The Science, Technology and Innovation Ministry would be handling the supply of additional vaccines to Johor to help inoculate these workers, he said, adding that the state government was very grateful to minister Khairy Jamaluddin for his assistance.
The two land borders have been closed since March 18 last year.
In an interview with The Star, Hasni said that vaccinations for Malaysian workers to Singapore would be done in stages as there were about 400,000 Malaysians who travel through the border daily.
“We will start with about 50,000 to 100,000 doses first. As Malaysia is also using the same vaccines as Singapore (Pfizer-BioNTech), it should not be difficult for both countries to recognise the inoculation process via a certificate available on the MySejahtera app, ” he added.

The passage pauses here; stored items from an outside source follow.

//! Error types for spec loading, normalization and validation calls.

use std::path::PathBuf;
use thiserror::Error;

/// Errors while reading a spec document or payload from disk.
#[derive(Debug, Error)]
pub enum LoadError {
    #[error("file not found: {path}")]
    FileNotFound { path: PathBuf },

    #[error("cannot read {path}: {source}")]
    ReadError {
        path: PathBuf,
        #[source]
        source: std::io::Error,
    },

    #[error("invalid JSON: {source}")]
    InvalidJson {
        #[source]
        source: serde_json::Error,
    },

    #[error("invalid YAML: {source}")]
    InvalidYaml {
        #[source]
        source: serde_yaml::Error,
    },
}

impl LoadError {
    /// Returns the exit code for this error type.
    pub fn exit_code(&self) -> i32 {
        match self {
            LoadError::FileNotFound { .. } | LoadError::ReadError { .. } => 3,
            _ => 2,
        }
    }
}

/// Errors while normalizing a raw Swagger document.
///
/// All of them are fatal for the document: normalization never yields a partial result.
#[derive(Debug, Error)]
pub enum SpecError {
    #[error("malformed spec at {path}: {message}")]
    Malformed { path: String, message: String },

    #[error("unknown model '{name}' referenced at {path}")]
    UnknownModel { name: String, path: String },

    #[error("cyclic schema: {}", chain.join(" -> "))]
    CyclicSchema { chain: Vec<String> },
}

impl SpecError {
    pub(crate) fn malformed(path: impl Into<String>, message: impl Into<String>) -> Self {
        SpecError::Malformed {
            path: path.into(),
            message: message.into(),
        }
    }

    /// Returns the exit code for this error type.
    pub fn exit_code(&self) -> i32 {
        2
    }
}

/// Caller misuse of a validation entry point.
///
/// These indicate a programming error in the caller, not bad user data: invalid
/// payloads are reported through [`crate::Verdict`] instead.
#[derive(Debug, Clone, PartialEq, Eq, Error)]
pub enum IllegalArgumentError {
    #[error("the operation id must be a non-empty string")]
    EmptyOperationId,

    #[error("the {argument} parameter must be a mapping, got {actual}")]
    NotAMapping {
        argument: &'static str,
        actual: &'static str,
    },

    #[error("{operation} operation is not supported")]
    UnknownOperation { operation: String },

    #[error("{operation} operation has no payload model to validate against")]
    NoPayloadModel { operation: String },
}

impl IllegalArgumentError {
    /// Returns the exit code for this error type.
    pub fn exit_code(&self) -> i32 {
        2
    }
}

#[cfg(test)]
mod tests {
    use super::*;

    #[test]
    fn load_error_exit_codes() {
        let err = LoadError::FileNotFound {
            path: PathBuf::from("spec.json"),
        };
        assert_eq!(err.exit_code(), 3);

        let source = serde_json::from_str::<serde_json::Value>("{").unwrap_err();
        assert_eq!(LoadError::InvalidJson { source }.exit_code(), 2);
    }

    #[test]
    fn cyclic_schema_display() {
        let err = SpecError::CyclicSchema {
            chain: vec!["A".into(), "B".into(), "A".into()],
        };
        assert_eq!(err.to_string(), "cyclic schema: A -> B -> A");
    }

    #[test]
    fn illegal_argument_display() {
        let err = IllegalArgumentError::UnknownOperation {
            operation: "getFoo".into(),
        };
        assert_eq!(err.to_string(), "getFoo operation is not supported");

        let err = IllegalArgumentError::NotAMapping {
            argument: "data",
            actual: "array",
        };
        assert_eq!(
            err.to_string(),
            "the data parameter must be a mapping, got array"
        );
    }
}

Those vaccinated should not be required to be quarantined, he stressed, while advising those working in Singapore to register for the vaccination and show proof of employment over there when the time comes.
Hasni also said that the state government had sent its proposal to Putrajaya to open up a third category for cross-border travel with Singapore.
The first two categories are the Reciprocal Green Lane (RGL) and the Periodic Commuting Arrangement (PCA), while the third is the Daily Commuting Arrangement (DCA).
Malaysia and Singapore started the PCA and RGL on Aug 17 last year.
Under the PCA, 2,000 Malaysians and Singaporeans with long-term work permits can cross the Causeway and the Second Link daily.
The RGL allows 400 Malaysians and Singaporeans to travel between the two countries every week for official and business matters.
“As long as the two countries can agree on a common SOP and vaccination certificate, it will mean that Singaporeans who have been vaccinated can cross into Johor without needing to be quarantined.
“This also includes Malaysian who have been vaccinated there who want to return home, ” he added.
As of March 8, Singapore has vaccinated close to 400,000 people.
Of these, more than 220,000 have received their second dose and completed the full vaccination regime.
On the vaccination process, Hasni, who has taken his first dose of the vaccine, is upbeat about his next dose on March 22.
“So far, based on what I have been told, there are no adverse effects among those who have taken the vaccine... only some throat irritation, ” he said, adding that Johor started its vaccination process on March 1.